**Material provided**
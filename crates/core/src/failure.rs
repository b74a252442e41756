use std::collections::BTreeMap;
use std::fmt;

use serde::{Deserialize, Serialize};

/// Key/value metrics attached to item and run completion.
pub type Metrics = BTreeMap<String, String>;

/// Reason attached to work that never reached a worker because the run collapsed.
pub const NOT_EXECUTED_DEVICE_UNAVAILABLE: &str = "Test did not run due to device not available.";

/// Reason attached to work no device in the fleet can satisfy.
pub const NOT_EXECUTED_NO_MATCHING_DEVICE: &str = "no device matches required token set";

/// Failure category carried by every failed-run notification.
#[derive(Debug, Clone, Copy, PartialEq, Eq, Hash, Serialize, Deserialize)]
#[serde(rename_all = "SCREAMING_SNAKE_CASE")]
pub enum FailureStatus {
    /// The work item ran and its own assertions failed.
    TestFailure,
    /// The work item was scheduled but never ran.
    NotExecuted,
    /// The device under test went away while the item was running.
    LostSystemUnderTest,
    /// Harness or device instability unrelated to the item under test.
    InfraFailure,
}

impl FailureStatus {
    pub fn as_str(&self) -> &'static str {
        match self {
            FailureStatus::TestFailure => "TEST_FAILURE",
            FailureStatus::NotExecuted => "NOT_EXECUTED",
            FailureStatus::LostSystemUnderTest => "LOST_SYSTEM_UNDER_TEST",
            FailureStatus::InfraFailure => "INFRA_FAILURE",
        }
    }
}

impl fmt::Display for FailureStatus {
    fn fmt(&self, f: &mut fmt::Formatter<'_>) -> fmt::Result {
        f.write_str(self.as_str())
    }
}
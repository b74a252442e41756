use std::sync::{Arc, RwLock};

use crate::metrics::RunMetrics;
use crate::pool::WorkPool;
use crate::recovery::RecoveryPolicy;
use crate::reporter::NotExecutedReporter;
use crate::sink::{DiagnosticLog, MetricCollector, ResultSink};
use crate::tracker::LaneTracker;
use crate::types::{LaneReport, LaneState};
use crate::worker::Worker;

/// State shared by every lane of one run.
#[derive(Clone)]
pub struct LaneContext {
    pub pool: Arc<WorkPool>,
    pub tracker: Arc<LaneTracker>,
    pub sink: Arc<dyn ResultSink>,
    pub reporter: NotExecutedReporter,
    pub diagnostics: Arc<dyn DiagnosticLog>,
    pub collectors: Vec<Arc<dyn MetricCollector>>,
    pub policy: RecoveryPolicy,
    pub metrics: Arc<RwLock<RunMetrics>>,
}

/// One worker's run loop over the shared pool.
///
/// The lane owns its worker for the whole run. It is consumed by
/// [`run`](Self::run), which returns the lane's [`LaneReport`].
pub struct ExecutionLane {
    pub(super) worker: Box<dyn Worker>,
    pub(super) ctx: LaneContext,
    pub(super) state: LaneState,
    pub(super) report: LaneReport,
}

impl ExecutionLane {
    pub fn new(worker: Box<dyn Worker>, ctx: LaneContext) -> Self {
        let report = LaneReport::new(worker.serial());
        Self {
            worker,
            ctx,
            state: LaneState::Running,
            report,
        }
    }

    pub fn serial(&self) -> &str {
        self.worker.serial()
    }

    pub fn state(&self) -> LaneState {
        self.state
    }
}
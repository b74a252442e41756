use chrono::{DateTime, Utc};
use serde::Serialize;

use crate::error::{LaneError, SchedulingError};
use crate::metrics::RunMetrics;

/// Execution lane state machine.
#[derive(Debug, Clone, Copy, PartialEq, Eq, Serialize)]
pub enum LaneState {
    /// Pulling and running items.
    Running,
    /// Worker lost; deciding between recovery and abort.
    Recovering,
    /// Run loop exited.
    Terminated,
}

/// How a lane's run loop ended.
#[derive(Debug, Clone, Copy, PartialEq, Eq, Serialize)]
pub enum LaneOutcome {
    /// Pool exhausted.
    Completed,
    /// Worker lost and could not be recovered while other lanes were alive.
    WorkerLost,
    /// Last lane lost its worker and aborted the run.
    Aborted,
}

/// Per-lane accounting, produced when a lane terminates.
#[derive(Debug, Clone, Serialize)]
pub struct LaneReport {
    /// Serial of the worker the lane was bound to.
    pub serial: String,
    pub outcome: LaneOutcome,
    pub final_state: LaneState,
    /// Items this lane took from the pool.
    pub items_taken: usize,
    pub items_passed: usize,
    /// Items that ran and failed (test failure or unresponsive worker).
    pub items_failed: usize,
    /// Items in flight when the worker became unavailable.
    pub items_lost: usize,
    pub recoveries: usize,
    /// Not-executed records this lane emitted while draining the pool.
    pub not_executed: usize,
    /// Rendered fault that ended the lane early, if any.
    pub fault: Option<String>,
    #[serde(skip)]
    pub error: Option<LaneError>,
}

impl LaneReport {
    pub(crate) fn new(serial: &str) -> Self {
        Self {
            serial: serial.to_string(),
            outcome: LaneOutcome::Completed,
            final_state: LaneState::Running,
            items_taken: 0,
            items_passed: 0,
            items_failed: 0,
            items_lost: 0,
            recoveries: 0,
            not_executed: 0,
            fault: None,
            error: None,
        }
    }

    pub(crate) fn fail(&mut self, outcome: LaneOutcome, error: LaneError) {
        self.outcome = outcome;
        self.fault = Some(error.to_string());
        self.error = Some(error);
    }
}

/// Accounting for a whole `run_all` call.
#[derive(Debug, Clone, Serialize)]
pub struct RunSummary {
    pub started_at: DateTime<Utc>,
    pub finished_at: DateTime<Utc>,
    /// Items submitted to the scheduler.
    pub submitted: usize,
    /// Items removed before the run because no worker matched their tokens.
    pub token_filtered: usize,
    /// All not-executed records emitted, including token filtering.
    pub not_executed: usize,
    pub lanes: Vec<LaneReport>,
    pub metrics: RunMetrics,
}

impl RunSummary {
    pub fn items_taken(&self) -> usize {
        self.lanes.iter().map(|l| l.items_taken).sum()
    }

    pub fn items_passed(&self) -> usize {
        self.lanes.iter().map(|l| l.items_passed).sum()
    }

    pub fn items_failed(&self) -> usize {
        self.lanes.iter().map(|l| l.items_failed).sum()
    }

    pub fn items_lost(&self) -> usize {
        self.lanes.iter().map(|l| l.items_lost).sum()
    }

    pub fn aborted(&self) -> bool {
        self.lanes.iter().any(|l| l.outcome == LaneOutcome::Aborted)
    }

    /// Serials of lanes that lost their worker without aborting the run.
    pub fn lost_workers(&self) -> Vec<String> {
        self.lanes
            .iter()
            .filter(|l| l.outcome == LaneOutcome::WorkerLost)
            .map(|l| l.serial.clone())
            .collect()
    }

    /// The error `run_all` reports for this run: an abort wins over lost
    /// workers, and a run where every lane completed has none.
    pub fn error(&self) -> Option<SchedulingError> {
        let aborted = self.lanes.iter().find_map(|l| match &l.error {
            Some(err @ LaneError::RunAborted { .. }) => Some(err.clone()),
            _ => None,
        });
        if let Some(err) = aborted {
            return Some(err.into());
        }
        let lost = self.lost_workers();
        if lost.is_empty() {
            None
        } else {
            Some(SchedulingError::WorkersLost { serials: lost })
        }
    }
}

**Task description**
Extract each line from the listing that holds the word "WorkerLost".

**Output**
    WorkerLost,
            .filter(|l| l.outcome == LaneOutcome::WorkerLost)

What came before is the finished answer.